───── DATA SUPPLIED ─────

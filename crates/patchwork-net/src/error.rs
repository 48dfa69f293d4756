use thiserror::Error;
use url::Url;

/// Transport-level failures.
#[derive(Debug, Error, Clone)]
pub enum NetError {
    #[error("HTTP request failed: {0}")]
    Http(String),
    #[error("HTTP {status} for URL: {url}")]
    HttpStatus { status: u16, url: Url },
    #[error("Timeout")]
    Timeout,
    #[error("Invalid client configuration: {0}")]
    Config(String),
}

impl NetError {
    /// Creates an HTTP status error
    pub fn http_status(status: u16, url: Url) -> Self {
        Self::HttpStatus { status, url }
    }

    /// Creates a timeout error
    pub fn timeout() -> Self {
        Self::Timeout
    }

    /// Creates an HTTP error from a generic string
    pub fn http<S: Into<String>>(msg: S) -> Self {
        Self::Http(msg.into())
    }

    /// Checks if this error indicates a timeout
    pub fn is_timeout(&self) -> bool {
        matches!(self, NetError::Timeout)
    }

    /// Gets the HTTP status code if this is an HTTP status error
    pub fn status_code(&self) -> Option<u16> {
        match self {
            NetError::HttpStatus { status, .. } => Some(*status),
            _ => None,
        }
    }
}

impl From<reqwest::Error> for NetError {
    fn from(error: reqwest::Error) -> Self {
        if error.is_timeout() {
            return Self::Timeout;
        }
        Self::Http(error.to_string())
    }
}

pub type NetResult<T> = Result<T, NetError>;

─────
───── DATA SUPPLIED ─────

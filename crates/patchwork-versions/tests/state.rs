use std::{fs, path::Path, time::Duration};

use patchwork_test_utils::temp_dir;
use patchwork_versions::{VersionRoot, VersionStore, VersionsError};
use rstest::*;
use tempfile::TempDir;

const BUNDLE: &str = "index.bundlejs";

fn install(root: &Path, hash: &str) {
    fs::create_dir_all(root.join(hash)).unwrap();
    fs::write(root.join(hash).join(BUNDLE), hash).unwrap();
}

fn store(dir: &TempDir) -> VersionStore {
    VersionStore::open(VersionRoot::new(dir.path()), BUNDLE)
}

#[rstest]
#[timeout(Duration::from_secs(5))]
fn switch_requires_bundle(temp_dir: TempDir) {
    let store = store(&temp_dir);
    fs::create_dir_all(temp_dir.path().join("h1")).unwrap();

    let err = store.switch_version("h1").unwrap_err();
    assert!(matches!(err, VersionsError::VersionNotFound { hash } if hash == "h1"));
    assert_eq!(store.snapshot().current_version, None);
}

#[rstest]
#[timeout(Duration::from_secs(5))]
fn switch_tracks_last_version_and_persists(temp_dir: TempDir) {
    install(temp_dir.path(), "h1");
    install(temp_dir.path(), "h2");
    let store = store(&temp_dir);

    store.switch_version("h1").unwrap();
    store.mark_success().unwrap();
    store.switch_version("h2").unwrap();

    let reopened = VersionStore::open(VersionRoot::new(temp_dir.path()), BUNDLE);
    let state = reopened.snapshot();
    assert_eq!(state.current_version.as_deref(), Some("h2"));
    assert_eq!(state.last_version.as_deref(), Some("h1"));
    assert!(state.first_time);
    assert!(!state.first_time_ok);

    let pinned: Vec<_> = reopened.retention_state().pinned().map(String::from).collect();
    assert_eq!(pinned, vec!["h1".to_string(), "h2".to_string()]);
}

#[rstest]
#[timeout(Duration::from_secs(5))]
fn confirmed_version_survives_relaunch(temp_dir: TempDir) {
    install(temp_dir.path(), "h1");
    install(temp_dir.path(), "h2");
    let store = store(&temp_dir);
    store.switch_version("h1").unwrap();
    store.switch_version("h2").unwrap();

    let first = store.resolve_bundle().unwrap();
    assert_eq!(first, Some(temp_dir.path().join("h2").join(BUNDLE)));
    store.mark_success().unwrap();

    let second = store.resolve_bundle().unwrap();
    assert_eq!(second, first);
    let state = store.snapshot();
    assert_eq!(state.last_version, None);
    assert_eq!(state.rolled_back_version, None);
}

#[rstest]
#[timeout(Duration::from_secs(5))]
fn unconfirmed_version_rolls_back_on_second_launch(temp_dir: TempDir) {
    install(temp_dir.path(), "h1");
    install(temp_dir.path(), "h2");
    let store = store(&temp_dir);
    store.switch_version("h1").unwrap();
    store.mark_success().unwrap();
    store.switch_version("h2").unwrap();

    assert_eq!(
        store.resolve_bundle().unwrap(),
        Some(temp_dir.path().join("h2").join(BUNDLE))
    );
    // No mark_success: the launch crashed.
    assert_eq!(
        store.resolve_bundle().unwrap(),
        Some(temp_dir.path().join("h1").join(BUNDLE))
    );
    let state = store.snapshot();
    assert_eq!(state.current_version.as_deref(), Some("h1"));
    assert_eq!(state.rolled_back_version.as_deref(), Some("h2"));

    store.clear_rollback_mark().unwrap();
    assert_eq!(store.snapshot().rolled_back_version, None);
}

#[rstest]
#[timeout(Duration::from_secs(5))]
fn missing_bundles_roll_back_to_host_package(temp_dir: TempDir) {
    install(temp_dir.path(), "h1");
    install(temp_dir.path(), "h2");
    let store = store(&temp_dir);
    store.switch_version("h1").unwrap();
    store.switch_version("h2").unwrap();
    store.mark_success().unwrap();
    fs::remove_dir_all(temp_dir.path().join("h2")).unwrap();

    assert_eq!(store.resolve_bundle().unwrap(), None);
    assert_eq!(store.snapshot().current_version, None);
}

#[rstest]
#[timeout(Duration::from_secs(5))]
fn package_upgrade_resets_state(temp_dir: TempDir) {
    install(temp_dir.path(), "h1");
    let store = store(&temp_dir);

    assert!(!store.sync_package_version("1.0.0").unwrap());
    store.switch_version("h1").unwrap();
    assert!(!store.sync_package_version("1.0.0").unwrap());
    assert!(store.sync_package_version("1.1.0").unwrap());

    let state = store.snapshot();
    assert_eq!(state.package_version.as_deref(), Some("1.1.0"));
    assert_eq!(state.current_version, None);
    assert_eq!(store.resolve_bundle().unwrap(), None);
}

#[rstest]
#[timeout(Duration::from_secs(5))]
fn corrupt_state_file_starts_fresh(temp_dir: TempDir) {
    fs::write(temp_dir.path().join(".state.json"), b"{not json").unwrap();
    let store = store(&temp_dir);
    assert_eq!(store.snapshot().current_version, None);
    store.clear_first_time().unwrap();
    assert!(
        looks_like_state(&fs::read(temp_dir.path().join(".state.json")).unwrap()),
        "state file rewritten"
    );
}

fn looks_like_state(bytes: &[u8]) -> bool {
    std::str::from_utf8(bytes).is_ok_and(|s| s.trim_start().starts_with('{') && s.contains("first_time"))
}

─────

**GOAL OF THE EXERCISE:**
Reprint exactly the lines above that start at the one with "pub fn http_status(status: u16, url: Url)" and end at the one with "pub type NetResult<T> = Result<T, NetError>;", keeping both and adding none.

**ANSWER SECTION:**
    pub fn http_status(status: u16, url: Url) -> Self {
        Self::HttpStatus { status, url }
    }

    /// Creates a timeout error
    pub fn timeout() -> Self {
        Self::Timeout
    }

    /// Creates an HTTP error from a generic string
    pub fn http<S: Into<String>>(msg: S) -> Self {
        Self::Http(msg.into())
    }

    /// Checks if this error indicates a timeout
    pub fn is_timeout(&self) -> bool {
        matches!(self, NetError::Timeout)
    }

    /// Gets the HTTP status code if this is an HTTP status error
    pub fn status_code(&self) -> Option<u16> {
        match self {
            NetError::HttpStatus { status, .. } => Some(*status),
            _ => None,
        }
    }
}

impl From<reqwest::Error> for NetError {
    fn from(error: reqwest::Error) -> Self {
        if error.is_timeout() {
            return Self::Timeout;
        }
        Self::Http(error.to_string())
    }
}

pub type NetResult<T> = Result<T, NetError>;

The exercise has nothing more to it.